Open Ariel225 opened 3 years ago
Thanks for your very clear bug report! I'll look into the details. I see that arxiv_search(query="ti:Fourfolds", limit=100)
works but arxiv_search(query="ti:Fourfolds", limit=101)
gives the error.
I'll follow both of your suggestions: trap such errors better and also report the problem to arxiv, if there's a problem either with the record or with their API.
Okay, I get it. For this search, you get proper results if limit <= 77, but if limit >= 78, it returns NULL. If batchsize < limit and you're in this latter case, you get the error about assigning attributes to NULL.
> dim(result <- arxiv_search(query="ti:Fourfolds", limit=77))
[1] 77 15
> dim(result <- arxiv_search(query="ti:Fourfolds", limit=78))
[1] 0 15
!> dim(result <- arxiv_search(query="ti:Fourfolds", limit=78, batchsize=50))
retrieved batch 1
Error in attr(results, "search_info") <- search_attributes(query, id_list, :
attempt to set an attribute on NULL
Certain records seem to cause a crash. We have narrowed it down to this query, which should retrieve all records submitted in a one-minute period of 22:16 to 22:17 on January 24, 2018.
dfy<-arxiv_search(query = "submittedDate:[201801242216 TO 201801242217]", limit = 15000, batchsize=2000)
which returns an error of:
We can isolate the record, which appears to be this one: https://arxiv.org/abs/1610.04266
If we were to search using title, the same error appears:
dfy<-arxiv_search(query = "ti:Fourfolds", limit = 1200, batchsize=300)

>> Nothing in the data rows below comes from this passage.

//! 密码哈希 (argon2)

use argon2::{
    Argon2,
    password_hash::{PasswordHash, PasswordHasher, PasswordVerifier, SaltString, rand_core::OsRng},
};

/// Verify a password against an argon2 PHC hash string
pub fn verify_password(password: &str, hash: &str) -> Result<bool, argon2::password_hash::Error> {
    let parsed_hash = PasswordHash::new(hash)?;
    Ok(Argon2::default()
        .verify_password(password.as_bytes(), &parsed_hash)
        .is_ok())
}

/// Hash password using argon2
pub fn hash_password(password: &str) -> Result<String, argon2::password_hash::Error> {
    let salt = SaltString::generate(&mut OsRng);
    let password_hash = Argon2::default().hash_password(password.as_bytes(), &salt)?;
    Ok(password_hash.to_string())
}

#[cfg(test)]
mod tests {
    use super::*;

    #[test]
    fn test_hash_and_verify() {
        let hash = hash_password("correct horse").unwrap();
        assert!(hash.starts_with("$argon2"));
        assert!(verify_password("correct horse", &hash).unwrap());
        assert!(!verify_password("battery staple", &hash).unwrap());
    }

    #[test]
    fn test_malformed_hash_is_error() {
        assert!(verify_password("anything", "not-a-phc-string").is_err());
    }
}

We therefore think that either the record is corrupt (e.g., hidden unintentional column delimiter, etc.)A similar error occurs on this single-date range, though we have not isolated the individual record causing the error:
dfy<-arxiv_search(query = "submittedDate:[201612030000 TO 201612040000]", limit = 15000, batchsize=2000)
Does the query need to be modified? Can the query auto-skip corrupt records? Should arxiv be notified?